California’s doctors, hospitals and insurance companies launched their campaign Monday against a proposed ballot measure seeking tighter regulation of health insurance rates and proponents quickly returned fire.

The proposed ballot initiative seeks to give the California Department of Insurance the same rate-setting authority over health insurance that it already holds over auto and property policies. This issue has generated strong interest among many consumers hit with significant rate hikes on their health coverage in recent years.

Consumer Watchdog, the Santa Monica group that championed California’s Proposition 103 in 1988 that enacted rate controls on auto and property insurance, is leading the drive to get 505,000 valid signatures by early May to qualify the ballot measure for the November election. Consumer groups have failed to pass similar laws in the state Legislature in the past several years, encountering intense opposition from the insurance industry and other medical groups.

This latest coalition, called Californians Against Higher Health Care Costs,  also cites support from employers and business groups such as the California Chamber of Commerce.

‘As physicians, we agree that controlling healthcare costs is important,’ said James T. Hay, president of the California Medical Assn., in a statement. ‘But this misguided measure will cause higher rates and lessen access to care, which is why doctors, hospitals and healthcare providers oppose this measure.’

In an interview Monday, California Insurance Commissioner Dave Jones said consumers want relief from excessive rate hikes and medical providers shouldn’t be trying to protect insurance company profits.

‘I’m upset with the doctors and hospitals stumping for the insurance companies. It’s unfortunate they are allowing themselves to be used in this way,’ Jones said. ‘The opponents dress this up as being about patient access, but it’s all about the money for the HMOs and insurance companies.’

The coalition criticized the ballot measure as creating a costly new bureaucracy and giving the insurance commissioner too much control over healthcare coverage and prices.

C. Duane Dauner, chief executive of the California Hospital Assn., said chronic under-funding of Medicare and Medi-Cal by federal and state government was one of biggest reasons premiums keep climbing, because those costs are shifted to private health plans. ‘This initiative does not address government payment shortfalls,’ Dauner said in a statement.

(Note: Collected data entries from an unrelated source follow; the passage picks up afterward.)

//! Domain model for catalog rows and user preference records.
//!
//! # Responsibility
//! - Define the passive records fetched from storage.
//! - Own tag-field representation and normalization.
//!
//! # Invariants
//! - Catalog records carry no lifecycle state; they are read-only here.
//! - User-owned records use last-write-wins semantics.

pub mod catalog;
pub mod profile;
pub mod tags;
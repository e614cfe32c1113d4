//! Core domain logic for MealDraw.
//! Catalog storage, tag filtering and random draws for recipes, restaurants
//! and exercises, plus per-user profiles and favorites.

pub mod config;
pub mod db;
pub mod filter;
pub mod logging;
pub mod model;
pub mod repo;
pub mod service;

pub use config::{AppConfig, ConfigError};
pub use db::{open_db, open_db_in_memory, DbError, DbResult};
pub use filter::{DrawOutcome, FilterError, FilterGroup, FilterSet, SelectionMode, TagSource};
pub use logging::{default_log_level, init_from_config, init_logging, logging_status, LoggingError};
pub use model::catalog::{split_steps, CatalogId, DailyTip, Recipe, Restaurant, Sport};
pub use model::profile::{UserId, UserProfile};
pub use model::tags::{normalize_tags, TagField};
pub use repo::catalog_repo::{CatalogRepository, RecipeOrder, SqliteCatalogRepository};
pub use repo::favorite_repo::{FavoriteRepository, SqliteFavoriteRepository};
pub use repo::profile_repo::{ProfileRepository, SqliteProfileRepository};
pub use repo::{RepoError, RepoResult};
pub use rusqlite::Connection;
pub use service::draw_service::{recipe_filters_for, DrawService, FilterPreview, RecipeDrawRequest};
pub use service::favorite_service::{FavoriteService, FavoriteServiceError};
pub use service::home_service::{HomeService, HomeView, TipCarousel};
pub use service::import_service::{
    import_catalog, import_catalog_file, parse_catalog, CatalogImport, ImportError, ImportSummary,
};
pub use service::profile_service::{ProfileService, ProfileServiceError};
pub use service::recipe_service::{RecipeListResult, RecipeService};

/// Returns the core crate version.
pub fn core_version() -> &'static str {
    env!("CARGO_PKG_VERSION")
}
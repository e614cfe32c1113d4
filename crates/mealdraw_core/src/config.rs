//! Runtime configuration for embedders and the CLI.
//!
//! # Responsibility
//! - Resolve database path, log directory and log level.
//! - Layer sources: defaults, then an optional TOML file, then environment.
//!
//! ```toml
//! db_path = "/var/lib/mealdraw/mealdraw.sqlite3"
//! log_dir = "/var/log/mealdraw"
//! log_level = "info"
//! ```
//!
//! # Invariants
//! - A resolved `log_dir` is always absolute.
//! - A resolved `log_level` is one of `trace|debug|info|warn|error`.
//! - Resolution never logs; keys that fell back to defaults are recorded in
//!   `defaulted` and reported by [`AppConfig::log_resolved`] once logging runs.

use crate::logging::{default_log_level, normalize_level};
use log::info;
use serde::Deserialize;
use std::error::Error;
use std::fmt::{Display, Formatter};
use std::path::{Path, PathBuf};

pub const ENV_DB_PATH: &str = "MEALDRAW_DB_PATH";
pub const ENV_LOG_DIR: &str = "MEALDRAW_LOG_DIR";
pub const ENV_LOG_LEVEL: &str = "MEALDRAW_LOG_LEVEL";

const DEFAULT_DB_FILE_NAME: &str = "mealdraw.sqlite3";
const DEFAULT_LOG_DIR_NAME: &str = "mealdraw-logs";

#[derive(Debug)]
pub enum ConfigError {
    Io { path: PathBuf, source: std::io::Error },
    Parse(toml::de::Error),
    InvalidValue { key: &'static str, message: String },
}

impl Display for ConfigError {
    fn fmt(&self, f: &mut Formatter<'_>) -> std::fmt::Result {
        match self {
            Self::Io { path, source } => {
                write!(f, "failed to read config `{}`: {source}", path.display())
            }
            Self::Parse(err) => write!(f, "invalid config file: {err}"),
            Self::InvalidValue { key, message } => write!(f, "invalid `{key}`: {message}"),
        }
    }
}

impl Error for ConfigError {
    fn source(&self) -> Option<&(dyn Error + 'static)> {
        match self {
            Self::Io { source, .. } => Some(source),
            Self::Parse(err) => Some(err),
            Self::InvalidValue { .. } => None,
        }
    }
}

impl From<toml::de::Error> for ConfigError {
    fn from(value: toml::de::Error) -> Self {
        Self::Parse(value)
    }
}

/// Fully resolved settings.
#[derive(Debug, Clone, PartialEq, Eq)]
pub struct AppConfig {
    pub db_path: PathBuf,
    pub log_dir: PathBuf,
    pub log_level: &'static str,
    /// Keys that no source set, in resolution order.
    pub defaulted: Vec<&'static str>,
}

/// Shape of the optional TOML file; every key may be omitted.
#[derive(Debug, Default, Deserialize)]
#[serde(deny_unknown_fields)]
struct ConfigFile {
    db_path: Option<String>,
    log_dir: Option<String>,
    log_level: Option<String>,
}

impl Default for AppConfig {
    fn default() -> Self {
        let base = std::env::temp_dir();
        Self {
            db_path: base.join(DEFAULT_DB_FILE_NAME),
            log_dir: base.join(DEFAULT_LOG_DIR_NAME),
            log_level: default_log_level(),
            defaulted: vec!["db_path", "log_dir", "log_level"],
        }
    }
}

impl AppConfig {
    /// Loads configuration from `file` (if given) and the process environment.
    pub fn load(file: Option<&Path>) -> Result<Self, ConfigError> {
        let text = match file {
            Some(path) => Some(std::fs::read_to_string(path).map_err(|source| {
                ConfigError::Io {
                    path: path.to_path_buf(),
                    source,
                }
            })?),
            None => None,
        };
        Self::from_sources(text.as_deref(), |key| std::env::var(key).ok())
    }

    /// Resolves configuration from raw TOML text and an environment lookup.
    pub fn from_sources<F>(toml_text: Option<&str>, env: F) -> Result<Self, ConfigError>
    where
        F: Fn(&str) -> Option<String>,
    {
        let file: ConfigFile = match toml_text {
            Some(text) => toml::from_str(text)?,
            None => ConfigFile::default(),
        };
        let defaults = Self::default();
        let mut defaulted = Vec::new();

        let db_path = match pick(ENV_DB_PATH, &env, file.db_path) {
            Some(raw) => PathBuf::from(raw),
            None => {
                defaulted.push("db_path");
                defaults.db_path.clone()
            }
        };

        let log_dir = match pick(ENV_LOG_DIR, &env, file.log_dir) {
            Some(raw) => {
                let path = PathBuf::from(raw);
                if !path.is_absolute() {
                    return Err(ConfigError::InvalidValue {
                        key: "log_dir",
                        message: format!("must be an absolute path, got `{}`", path.display()),
                    });
                }
                path
            }
            None => {
                defaulted.push("log_dir");
                defaults.log_dir.clone()
            }
        };

        let log_level = match pick(ENV_LOG_LEVEL, &env, file.log_level) {
            Some(raw) => normalize_level(&raw).map_err(|message| ConfigError::InvalidValue {
                key: "log_level",
                message,
            })?,
            None => {
                defaulted.push("log_level");
                defaults.log_level
            }
        };

        Ok(Self {
            db_path,
            log_dir,
            log_level,
            defaulted,
        })
    }

    /// Replaces the database path with an explicit value (e.g. a CLI flag).
    pub fn override_db_path(&mut self, path: impl Into<PathBuf>) {
        self.db_path = path.into();
        self.defaulted.retain(|key| *key != "db_path");
    }

    /// Logs the resolved settings. Call after logging is initialized.
    pub fn log_resolved(&self) {
        for key in &self.defaulted {
            let value = match *key {
                "db_path" => self.db_path.display().to_string(),
                "log_dir" => self.log_dir.display().to_string(),
                _ => self.log_level.to_string(),
            };
            info!("event=config_default module=config status=ok key={key} value={value}");
        }
        info!(
            "event=config_resolved module=config status=ok db_path={} log_dir={} log_level={}",
            self.db_path.display(),
            self.log_dir.display(),
            self.log_level
        );
    }
}

/// Environment wins over the file; blank values count as unset.
fn pick<F>(key: &str, env: &F, file_value: Option<String>) -> Option<String>
where
    F: Fn(&str) -> Option<String>,
{
    env(key)
        .or(file_value)
        .map(|value| value.trim().to_string())
        .filter(|value| !value.is_empty())
}
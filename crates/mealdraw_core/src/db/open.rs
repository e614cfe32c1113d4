//! Connection bootstrap utilities for SQLite.
//!
//! # Invariants
//! - Returned connections have `foreign_keys=ON`.
//! - Returned connections have migrations fully applied.

use super::migrations::apply_migrations;
use super::DbResult;
use log::{error, info};
use rusqlite::Connection;
use std::path::Path;
use std::time::{Duration, Instant};

const BUSY_TIMEOUT: Duration = Duration::from_secs(5);

/// Opens a SQLite database file and applies all pending migrations.
///
/// # Side effects
/// - Creates the file when missing.
/// - Emits `db_open` logging events with duration and status.
pub fn open_db(path: impl AsRef<Path>) -> DbResult<Connection> {
    open_with("file", || Connection::open(path))
}

/// Opens an in-memory SQLite database and applies all pending migrations.
pub fn open_db_in_memory() -> DbResult<Connection> {
    open_with("memory", Connection::open_in_memory)
}

fn open_with<F>(mode: &'static str, connect: F) -> DbResult<Connection>
where
    F: FnOnce() -> rusqlite::Result<Connection>,
{
    let started_at = Instant::now();
    info!("event=db_open module=db status=start mode={mode}");

    let mut conn = match connect() {
        Ok(conn) => conn,
        Err(err) => {
            error!(
                "event=db_open module=db status=error mode={mode} duration_ms={} error_code=db_open_failed error={}",
                started_at.elapsed().as_millis(),
                err
            );
            return Err(err.into());
        }
    };

    match bootstrap_connection(&mut conn) {
        Ok(()) => {
            info!(
                "event=db_open module=db status=ok mode={mode} duration_ms={}",
                started_at.elapsed().as_millis()
            );
            Ok(conn)
        }
        Err(err) => {
            error!(
                "event=db_open module=db status=error mode={mode} duration_ms={} error_code=db_bootstrap_failed error={}",
                started_at.elapsed().as_millis(),
                err
            );
            Err(err)
        }
    }
}

fn bootstrap_connection(conn: &mut Connection) -> DbResult<()> {
    conn.execute_batch("PRAGMA foreign_keys = ON;")?;
    conn.busy_timeout(BUSY_TIMEOUT)?;
    apply_migrations(conn)?;
    Ok(())
}
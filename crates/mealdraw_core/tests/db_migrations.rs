use mealdraw_core::db::migrations::latest_version;
use mealdraw_core::db::{open_db, open_db_in_memory, DbError};
use rusqlite::Connection;

#[test]
fn open_db_in_memory_applies_all_migrations() {
    let conn = open_db_in_memory().unwrap();

    assert_eq!(schema_version(&conn), latest_version());
    for table in [
        "recipes",
        "restaurants",
        "sports",
        "daily_tips",
        "user_profiles",
        "user_favorites",
    ] {
        assert_table_exists(&conn, table);
    }
}

#[test]
fn foreign_keys_are_enabled_on_open() {
    let conn = open_db_in_memory().unwrap();
    let enabled: i64 = conn
        .query_row("PRAGMA foreign_keys;", [], |row| row.get(0))
        .unwrap();
    assert_eq!(enabled, 1);
}

#[test]
fn opening_same_database_twice_is_idempotent() {
    let dir = tempfile::tempdir().unwrap();
    let path = dir.path().join("mealdraw.db");

    let conn_first = open_db(&path).unwrap();
    conn_first
        .execute(
            "INSERT INTO recipes (id, title, tags) VALUES (1, 'Oats', '[\"breakfast\"]');",
            [],
        )
        .unwrap();
    drop(conn_first);

    let conn_second = open_db(&path).unwrap();
    assert_eq!(schema_version(&conn_second), latest_version());
    let count: i64 = conn_second
        .query_row("SELECT COUNT(*) FROM recipes;", [], |row| row.get(0))
        .unwrap();
    assert_eq!(count, 1);
}

#[test]
fn opening_database_with_newer_schema_version_returns_error() {
    let dir = tempfile::tempdir().unwrap();
    let path = dir.path().join("future.db");

    let conn = Connection::open(&path).unwrap();
    conn.execute_batch("PRAGMA user_version = 999;").unwrap();
    drop(conn);

    let err = open_db(&path).unwrap_err();
    match err {
        DbError::SchemaTooNew { found, supported } => {
            assert_eq!(found, 999);
            assert_eq!(supported, latest_version());
        }
        other => panic!("unexpected error: {other}"),
    }
}

#[test]
fn newer_schema_message_names_mealdraw_and_both_versions() {
    let err = DbError::SchemaTooNew {
        found: 999,
        supported: 2,
    };
    assert_eq!(
        err.to_string(),
        "catalog schema v999 was written by a newer mealdraw (this build reads up to v2)"
    );
}

fn schema_version(conn: &Connection) -> u32 {
    conn.query_row("PRAGMA user_version;", [], |row| row.get(0))
        .unwrap()
}

fn assert_table_exists(conn: &Connection, table_name: &str) {
    let exists: i64 = conn
        .query_row(
            "SELECT EXISTS(
                SELECT 1
                FROM sqlite_master
                WHERE type = 'table' AND name = ?1
            );",
            [table_name],
            |row| row.get(0),
        )
        .unwrap();
    assert_eq!(exists, 1, "table {table_name} does not exist");
}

Jamie Court, president of Consumer Watchdog, seized on the coalition’s disclosure that four health insurers ‘ Anthem Blue Cross, Kaiser Foundation Health Plan Inc., Health Net Inc. and Blue Shield of California ‘ were primarily funding the campaign. He said those four companies control 71% of the California insurance market.

‘The big insurance companies are trying to hide behind the lab coats of doctors and hospitals,’ Court said in an interview.